[v1] RE: [RFC 00/14] Dynamic Kernel Stacks

RE: [RFC 00/14] Dynamic Kernel Stacks

Posted by David Laight 1 year, 10 months ago

From: Pasha Tatashin
> Sent: 16 March 2024 19:18
...
> Expanding on Mathew's idea of an interface for dynamic kernel stack
> sizes, here's what I'm thinking:
> 
> - Kernel Threads: Create all kernel threads with a fully populated
> THREAD_SIZE stack.  (i.e. 16K)
> - User Threads: Create all user threads with THREAD_SIZE kernel stack
> but only the top page mapped. (i.e. 4K)
> - In enter_from_user_mode(): Expand the thread stack to 16K by mapping
> three additional pages from the per-CPU stack cache. This function is
> called early in kernel entry points.
> - exit_to_user_mode(): Unmap the extra three pages and return them to
> the per-CPU cache. This function is called late in the kernel exit
> path.

Isn't that entirely horrid for TLB use and so will require a lot of IPI?

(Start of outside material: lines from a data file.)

//! The verification executor: one dataset in, one report out.
//!
//! Pipeline per run:
//!
//!   Load → Identity → Table checks → Authenticity → Artifact → Assemble
//!
//! Authenticity runs after the fallible table checks, so a run that aborts
//! while loading or checking never records its dataset hash in the registry.
//! The artifact is stored after the registry insert, since it carries the
//! duplicate flag; if that store fails the hash stays recorded.

use std::path::Path;
use std::sync::Arc;

use tracing::{debug, info, warn};

use attest_contracts::{
    check::CheckResults,
    error::AttestResult,
    identity::RunId,
    report::VerificationReport,
    settings::{CheckSettings, ScoringPolicy},
    table::Table,
};

use crate::{
    assemble::assemble_report,
    authenticity::AuthenticityChecker,
    digest::dataset_hash,
    traits::{ArtifactStore, CheckSuite, HashRegistry, TableLoader},
};

/// Drives verification runs.
///
/// The executor is shareable across threads; concurrent runs only contend on
/// the registry's check-and-insert.
pub struct Executor {
    loader: Box<dyn TableLoader>,
    checks: Box<dyn CheckSuite>,
    authenticity: AuthenticityChecker,
    artifacts: Box<dyn ArtifactStore>,
    settings: CheckSettings,
    scoring: ScoringPolicy,
}

impl Executor {
    pub fn new(
        loader: Box<dyn TableLoader>,
        checks: Box<dyn CheckSuite>,
        registry: Arc<dyn HashRegistry>,
        artifacts: Box<dyn ArtifactStore>,
        settings: CheckSettings,
        scoring: ScoringPolicy,
    ) -> Self {
        Self {
            loader,
            checks,
            authenticity: AuthenticityChecker::new(registry),
            artifacts,
            settings,
            scoring,
        }
    }

    /// Load the file at `path` and verify it against `claimed_category`.
    ///
    /// # Errors
    ///
    /// Loader errors (`UnsupportedFormat`, `MalformedInput`), check errors,
    /// and registry errors abort the run; no partial report is returned.
    pub fn verify_file(&self, path: &Path, claimed_category: &str) -> AttestResult<VerificationReport> {
        let loaded = self.loader.load(path)?;
        debug!(
            path = %path.display(),
            format = %loaded.format,
            rows = loaded.table.row_count(),
            columns = loaded.table.column_count(),
            bytes = loaded.byte_size,
            "dataset loaded"
        );
        self.verify_table(&loaded.table, claimed_category)
    }

    /// Verify an already-loaded table against `claimed_category`.
    pub fn verify_table(&self, table: &Table, claimed_category: &str) -> AttestResult<VerificationReport> {
        let run_id = RunId::new();
        let identity = dataset_hash(table);

        debug!(
            run_id = %run_id,
            dataset_hash = %identity,
            claimed_category,
            "verification run starting"
        );

        // ── Table checks ─────────────────────────────────────────────────────
        let findings = self.checks.run(table, claimed_category)?;
        if findings.pii.degraded {
            warn!(
                run_id = %run_id,
                "entity recognition unavailable; PII result is pattern-only"
            );
        }
        if let Some(hit) = &findings.pii.first_hit {
            debug!(
                run_id = %run_id,
                column = %hit.column,
                row = hit.row,
                detector = ?hit.detector,
                "PII detected"
            );
        }

        // ── Authenticity ─────────────────────────────────────────────────────
        //
        // Atomic check-and-insert: only one run ever sees a digest as new.
        let is_authentic = self.authenticity.check(&identity)?;
        if !is_authentic {
            info!(run_id = %run_id, dataset_hash = %identity, "duplicate dataset submission");
        }

        // ── Assemble ─────────────────────────────────────────────────────────
        let results = CheckResults::from_findings(findings, is_authentic);
        let draft = assemble_report(
            identity,
            results,
            claimed_category,
            String::new(),
            &self.settings,
            &self.scoring,
        );
        let analysis_report = self.artifacts.store(&draft.dataset_hash, &draft.details)?;
        let report = VerificationReport { analysis_report, ..draft };

        info!(
            run_id = %run_id,
            dataset_hash = %report.dataset_hash,
            is_verified = report.is_verified,
            quality_score = report.quality_score,
            "verification run complete"
        );

        Ok(report)
    }

    pub fn registry(&self) -> &Arc<dyn HashRegistry> {
        self.authenticity.registry()
    }
}

// ── Tests ────────────────────────────────────────────────────────────────────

Remember, if a thread sleeps in 'extra stack' and is then resheduled
on a different cpu the extra pages get 'pumped' from one cpu to
another.

I also suspect a stack_probe() is likely to end up being a cache miss
and also slow???
So you wouldn't want one on all calls.
I'm not sure you'd want a conditional branch either.

The explicit request for 'more stack' can be required to be allowed
to sleep - removing a lot of issues.
It would also be portable to all architectures.
I'd also suspect that any thread that needs extra stack is likely
to need to again.
So while the memory could be recovered, I'd bet is isn't worth
doing except under memory pressure.
The call could also return 'no' - perhaps useful for (broken) code
that insists on being recursive.

	David

-
Registered Address Lakeside, Bramley Road, Mount Farm, Milton Keynes, MK1 1PT, UK
Registration No: 1397386 (Wales)

Re: [RFC 00/14] Dynamic Kernel Stacks

Posted by Pasha Tatashin 1 year, 10 months ago

On Sun, Mar 17, 2024 at 2:58 PM David Laight <David.Laight@aculab.com> wrote:
>
> From: Pasha Tatashin
> > Sent: 16 March 2024 19:18
> ...
> > Expanding on Mathew's idea of an interface for dynamic kernel stack
> > sizes, here's what I'm thinking:
> >
> > - Kernel Threads: Create all kernel threads with a fully populated
> > THREAD_SIZE stack.  (i.e. 16K)
> > - User Threads: Create all user threads with THREAD_SIZE kernel stack
> > but only the top page mapped. (i.e. 4K)
> > - In enter_from_user_mode(): Expand the thread stack to 16K by mapping
> > three additional pages from the per-CPU stack cache. This function is
> > called early in kernel entry points.
> > - exit_to_user_mode(): Unmap the extra three pages and return them to
> > the per-CPU cache. This function is called late in the kernel exit
> > path.
>
> Isn't that entirely horrid for TLB use and so will require a lot of IPI?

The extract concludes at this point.